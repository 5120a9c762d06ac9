//! Crawl lifecycle state owned by the orchestration slice

use crate::poller::ProgressEvent;
use chrono::{DateTime, Utc};
use serde_json::Value;
use std::fmt;

/// Message shown while the start request is in flight
pub const STARTING_MESSAGE: &str = "Preparing crawler...";

/// Where the crawl orchestration currently is
///
/// `Idle -> Starting -> Polling -> {Completed | Failed | Stopped}`; a new
/// start leaves any terminal phase again.
#[derive(Debug, Clone, Copy, PartialEq, Eq, Hash, Default)]
pub enum CrawlPhase {
    #[default]
    Idle,
    Starting,
    Polling,
    Completed,
    Failed,
    Stopped,
}

impl CrawlPhase {
    /// Returns true while a start or poll is in progress
    pub fn is_active(&self) -> bool {
        matches!(self, Self::Starting | Self::Polling)
    }

    pub fn as_str(&self) -> &'static str {
        match self {
            Self::Idle => "idle",
            Self::Starting => "starting",
            Self::Polling => "polling",
            Self::Completed => "completed",
            Self::Failed => "failed",
            Self::Stopped => "stopped",
        }
    }
}

impl fmt::Display for CrawlPhase {
    fn fmt(&self, f: &mut fmt::Formatter<'_>) -> fmt::Result {
        write!(f, "{}", self.as_str())
    }
}

/// Observable state of the crawl orchestration slice
#[derive(Debug, Clone, PartialEq, Default)]
pub struct CrawlState {
    pub is_running: bool,

    /// Job being driven; at most one at a time
    pub current_task_id: Option<String>,

    /// Percentage reported by the last observation
    pub progress: u32,

    pub message: String,

    /// Result of the last completed crawl, kept until the next one completes
    pub last_result: Option<Value>,

    pub phase: CrawlPhase,

    /// True while `start_crawler` has not returned
    pub loading: bool,

    pub error: Option<String>,

    pub updated_at: Option<DateTime<Utc>>,
}

impl CrawlState {
    pub fn new() -> Self {
        Self::default()
    }

    /// Returns true if `task_id` is the job this state is tracking
    pub fn owns(&self, task_id: &str) -> bool {
        self.current_task_id.as_deref() == Some(task_id)
    }

    /// Resets progress for a new start request
    pub fn begin_start(&mut self) {
        self.is_running = true;
        self.loading = true;
        self.progress = 0;
        self.message = STARTING_MESSAGE.to_string();
        self.error = None;
        self.phase = CrawlPhase::Starting;
        self.touch();
    }

    /// Records the job handle returned by the backend
    pub fn task_accepted(&mut self, task_id: &str, message: Option<&str>) {
        self.current_task_id = Some(task_id.to_string());
        if let Some(message) = message {
            self.message = message.to_string();
        }
        self.touch();
    }

    pub fn begin_polling(&mut self) {
        self.phase = CrawlPhase::Polling;
        self.touch();
    }

    /// Applies an observation of the tracked job
    ///
    /// Observations of any other job are ignored; returns whether the state
    /// changed.
    pub fn apply_progress(&mut self, event: &ProgressEvent) -> bool {
        if !self.owns(&event.task_id) {
            return false;
        }
        self.progress = event.progress;
        self.message = event.message.clone();
        self.touch();
        true
    }

    pub fn complete(&mut self, result: Option<Value>) {
        self.last_result = result;
        self.phase = CrawlPhase::Completed;
        self.touch();
    }

    pub fn fail(&mut self, message: String) {
        self.error = Some(message);
        self.phase = CrawlPhase::Failed;
        self.touch();
    }

    /// Failure before any job was accepted
    pub fn abort_start(&mut self, message: String) {
        self.fail(message);
        self.is_running = false;
    }

    pub fn mark_stopped(&mut self) {
        self.is_running = false;
        self.phase = CrawlPhase::Stopped;
        self.touch();
    }

    /// Ends the run for `task_id` and forgets the handle
    pub fn settle(&mut self, task_id: &str) -> bool {
        if !self.owns(task_id) {
            return false;
        }
        self.is_running = false;
        self.current_task_id = None;
        self.touch();
        true
    }

    pub fn finish_loading(&mut self) {
        self.loading = false;
    }

    pub fn clear_error(&mut self) {
        self.error = None;
    }

    fn touch(&mut self) {
        self.updated_at = Some(Utc::now());
    }
}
++++++++++
**Exercise directions:** Each line above is to be reproduced exactly.

**Output:**
repository 5120a9c762d06ac9
//! Crawl lifecycle state owned by the orchestration slice

use crate::poller::ProgressEvent;
use chrono::{DateTime, Utc};
use serde_json::Value;
use std::fmt;

/// Message shown while the start request is in flight
pub const STARTING_MESSAGE: &str = "Preparing crawler...";

/// Where the crawl orchestration currently is
///
/// `Idle -> Starting -> Polling -> {Completed | Failed | Stopped}`; a new
/// start leaves any terminal phase again.
#[derive(Debug, Clone, Copy, PartialEq, Eq, Hash, Default)]
pub enum CrawlPhase {
    #[default]
    Idle,
    Starting,
    Polling,
    Completed,
    Failed,
    Stopped,
}

impl CrawlPhase {
    /// Returns true while a start or poll is in progress
    pub fn is_active(&self) -> bool {
        matches!(self, Self::Starting | Self::Polling)
    }

    pub fn as_str(&self) -> &'static str {
        match self {
            Self::Idle => "idle",
            Self::Starting => "starting",
            Self::Polling => "polling",
            Self::Completed => "completed",
            Self::Failed => "failed",
            Self::Stopped => "stopped",
        }
    }
}

impl fmt::Display for CrawlPhase {
    fn fmt(&self, f: &mut fmt::Formatter<'_>) -> fmt::Result {
        write!(f, "{}", self.as_str())
    }
}

/// Observable state of the crawl orchestration slice
#[derive(Debug, Clone, PartialEq, Default)]
pub struct CrawlState {
    pub is_running: bool,

    /// Job being driven; at most one at a time
    pub current_task_id: Option<String>,

    /// Percentage reported by the last observation
    pub progress: u32,

    pub message: String,

    /// Result of the last completed crawl, kept until the next one completes
    pub last_result: Option<Value>,

    pub phase: CrawlPhase,

    /// True while `start_crawler` has not returned
    pub loading: bool,

    pub error: Option<String>,

    pub updated_at: Option<DateTime<Utc>>,
}

impl CrawlState {
    pub fn new() -> Self {
        Self::default()
    }

    /// Returns true if `task_id` is the job this state is tracking
    pub fn owns(&self, task_id: &str) -> bool {
        self.current_task_id.as_deref() == Some(task_id)
    }

    /// Resets progress for a new start request
    pub fn begin_start(&mut self) {
        self.is_running = true;
        self.loading = true;
        self.progress = 0;
        self.message = STARTING_MESSAGE.to_string();
        self.error = None;
        self.phase = CrawlPhase::Starting;
        self.touch();
    }

    /// Records the job handle returned by the backend
    pub fn task_accepted(&mut self, task_id: &str, message: Option<&str>) {
        self.current_task_id = Some(task_id.to_string());
        if let Some(message) = message {
            self.message = message.to_string();
        }
        self.touch();
    }

    pub fn begin_polling(&mut self) {
        self.phase = CrawlPhase::Polling;
        self.touch();
    }

    /// Applies an observation of the tracked job
    ///
    /// Observations of any other job are ignored; returns whether the state
    /// changed.
    pub fn apply_progress(&mut self, event: &ProgressEvent) -> bool {
        if !self.owns(&event.task_id) {
            return false;
        }
        self.progress = event.progress;
        self.message = event.message.clone();
        self.touch();
        true
    }

    pub fn complete(&mut self, result: Option<Value>) {
        self.last_result = result;
        self.phase = CrawlPhase::Completed;
        self.touch();
    }

    pub fn fail(&mut self, message: String) {
        self.error = Some(message);
        self.phase = CrawlPhase::Failed;
        self.touch();
    }

    /// Failure before any job was accepted
    pub fn abort_start(&mut self, message: String) {
        self.fail(message);
        self.is_running = false;
    }

    pub fn mark_stopped(&mut self) {
        self.is_running = false;
        self.phase = CrawlPhase::Stopped;
        self.touch();
    }

    /// Ends the run for `task_id` and forgets the handle
    pub fn settle(&mut self, task_id: &str) -> bool {
        if !self.owns(task_id) {
            return false;
        }
        self.is_running = false;
        self.current_task_id = None;
        self.touch();
        true
    }

    pub fn finish_loading(&mut self) {
        self.loading = false;
    }

    pub fn clear_error(&mut self) {
        self.error = None;
    }

    fn touch(&mut self) {
        self.updated_at = Some(Utc::now());
    }
}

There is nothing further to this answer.